(Stored items)

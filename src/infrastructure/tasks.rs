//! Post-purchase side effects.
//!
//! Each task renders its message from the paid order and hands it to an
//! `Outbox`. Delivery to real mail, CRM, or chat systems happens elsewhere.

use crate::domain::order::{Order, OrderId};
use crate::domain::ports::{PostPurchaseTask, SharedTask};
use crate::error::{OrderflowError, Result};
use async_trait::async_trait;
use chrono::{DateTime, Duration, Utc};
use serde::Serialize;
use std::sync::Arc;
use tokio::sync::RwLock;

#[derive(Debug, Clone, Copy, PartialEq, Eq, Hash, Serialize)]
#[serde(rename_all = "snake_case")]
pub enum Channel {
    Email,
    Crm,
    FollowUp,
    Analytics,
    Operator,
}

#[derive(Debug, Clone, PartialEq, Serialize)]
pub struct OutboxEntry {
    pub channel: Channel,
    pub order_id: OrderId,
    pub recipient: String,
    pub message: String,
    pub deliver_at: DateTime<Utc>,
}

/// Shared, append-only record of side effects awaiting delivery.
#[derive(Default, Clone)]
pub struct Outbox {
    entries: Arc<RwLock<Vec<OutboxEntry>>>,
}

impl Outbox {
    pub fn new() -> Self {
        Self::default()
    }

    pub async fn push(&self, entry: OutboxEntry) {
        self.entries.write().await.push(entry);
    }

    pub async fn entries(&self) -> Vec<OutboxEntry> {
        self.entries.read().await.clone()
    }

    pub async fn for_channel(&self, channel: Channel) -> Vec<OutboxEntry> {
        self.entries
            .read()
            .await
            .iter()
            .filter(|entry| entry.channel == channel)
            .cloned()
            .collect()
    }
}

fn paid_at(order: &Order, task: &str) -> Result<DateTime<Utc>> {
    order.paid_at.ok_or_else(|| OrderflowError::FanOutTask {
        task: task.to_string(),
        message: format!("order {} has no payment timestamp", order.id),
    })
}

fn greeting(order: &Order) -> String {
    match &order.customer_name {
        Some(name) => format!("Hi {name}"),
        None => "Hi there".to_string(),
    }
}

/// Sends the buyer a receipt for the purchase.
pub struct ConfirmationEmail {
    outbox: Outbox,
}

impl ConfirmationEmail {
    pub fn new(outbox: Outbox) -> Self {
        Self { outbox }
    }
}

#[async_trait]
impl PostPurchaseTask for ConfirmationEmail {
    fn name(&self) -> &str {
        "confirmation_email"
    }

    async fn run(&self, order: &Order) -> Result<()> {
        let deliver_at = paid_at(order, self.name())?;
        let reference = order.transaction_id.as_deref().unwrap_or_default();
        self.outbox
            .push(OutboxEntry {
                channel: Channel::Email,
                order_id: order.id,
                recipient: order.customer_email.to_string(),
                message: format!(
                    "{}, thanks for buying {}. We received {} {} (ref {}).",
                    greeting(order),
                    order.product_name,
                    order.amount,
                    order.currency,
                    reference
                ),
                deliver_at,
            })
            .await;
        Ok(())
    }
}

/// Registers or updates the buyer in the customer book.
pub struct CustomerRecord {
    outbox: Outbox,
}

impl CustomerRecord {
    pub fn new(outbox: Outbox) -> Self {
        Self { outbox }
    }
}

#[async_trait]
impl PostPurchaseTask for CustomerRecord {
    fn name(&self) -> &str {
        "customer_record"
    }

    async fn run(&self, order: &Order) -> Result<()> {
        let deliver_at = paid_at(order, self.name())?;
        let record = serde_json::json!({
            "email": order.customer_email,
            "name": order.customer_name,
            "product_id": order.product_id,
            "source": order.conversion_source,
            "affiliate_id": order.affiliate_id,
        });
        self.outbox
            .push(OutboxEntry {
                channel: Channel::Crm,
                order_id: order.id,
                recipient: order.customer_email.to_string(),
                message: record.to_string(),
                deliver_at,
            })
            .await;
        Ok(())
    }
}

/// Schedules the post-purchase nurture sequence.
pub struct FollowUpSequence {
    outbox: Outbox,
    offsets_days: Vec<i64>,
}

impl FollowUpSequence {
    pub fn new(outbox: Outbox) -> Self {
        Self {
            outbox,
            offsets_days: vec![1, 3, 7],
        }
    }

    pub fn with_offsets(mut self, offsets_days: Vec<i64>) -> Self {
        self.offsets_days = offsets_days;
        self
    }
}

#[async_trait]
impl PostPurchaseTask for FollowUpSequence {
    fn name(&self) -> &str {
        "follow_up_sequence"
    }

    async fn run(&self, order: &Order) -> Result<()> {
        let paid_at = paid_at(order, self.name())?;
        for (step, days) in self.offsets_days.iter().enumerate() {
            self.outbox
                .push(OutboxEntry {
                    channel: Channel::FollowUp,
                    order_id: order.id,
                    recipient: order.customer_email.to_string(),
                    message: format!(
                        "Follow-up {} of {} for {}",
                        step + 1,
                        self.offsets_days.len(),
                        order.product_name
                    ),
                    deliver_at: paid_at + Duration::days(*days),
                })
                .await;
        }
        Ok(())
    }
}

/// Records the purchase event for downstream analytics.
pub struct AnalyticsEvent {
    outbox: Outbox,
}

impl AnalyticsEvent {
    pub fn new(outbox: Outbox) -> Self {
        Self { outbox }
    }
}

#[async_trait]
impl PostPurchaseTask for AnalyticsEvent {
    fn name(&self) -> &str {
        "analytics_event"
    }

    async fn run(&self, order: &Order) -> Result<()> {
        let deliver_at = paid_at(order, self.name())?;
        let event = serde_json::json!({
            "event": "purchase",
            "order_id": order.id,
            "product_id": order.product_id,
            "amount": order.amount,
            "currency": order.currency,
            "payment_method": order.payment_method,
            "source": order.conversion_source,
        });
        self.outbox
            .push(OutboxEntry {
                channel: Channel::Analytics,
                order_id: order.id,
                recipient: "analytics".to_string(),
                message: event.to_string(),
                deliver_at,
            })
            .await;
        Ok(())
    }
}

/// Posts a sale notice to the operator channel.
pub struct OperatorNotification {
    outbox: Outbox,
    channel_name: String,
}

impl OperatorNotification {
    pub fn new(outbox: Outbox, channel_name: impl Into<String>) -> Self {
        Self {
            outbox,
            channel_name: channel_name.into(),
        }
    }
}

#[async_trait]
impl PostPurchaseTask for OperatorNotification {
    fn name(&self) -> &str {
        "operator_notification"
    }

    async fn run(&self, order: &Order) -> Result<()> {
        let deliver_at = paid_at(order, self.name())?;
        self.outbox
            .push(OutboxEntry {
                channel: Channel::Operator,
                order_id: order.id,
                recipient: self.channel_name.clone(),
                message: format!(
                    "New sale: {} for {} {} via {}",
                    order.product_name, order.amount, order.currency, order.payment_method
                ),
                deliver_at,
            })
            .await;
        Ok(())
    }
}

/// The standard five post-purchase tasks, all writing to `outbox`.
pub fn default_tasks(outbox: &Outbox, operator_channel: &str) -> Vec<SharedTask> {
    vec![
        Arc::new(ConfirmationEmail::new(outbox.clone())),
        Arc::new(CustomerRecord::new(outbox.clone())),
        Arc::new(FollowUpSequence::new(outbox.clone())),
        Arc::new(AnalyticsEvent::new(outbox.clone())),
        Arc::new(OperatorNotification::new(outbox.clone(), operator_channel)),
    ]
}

▶ **THE TASK**
Tell how many lines in the records above contain "entries", giving the number and no other words.

▶ **SOLUTION TO THIS TASK**
5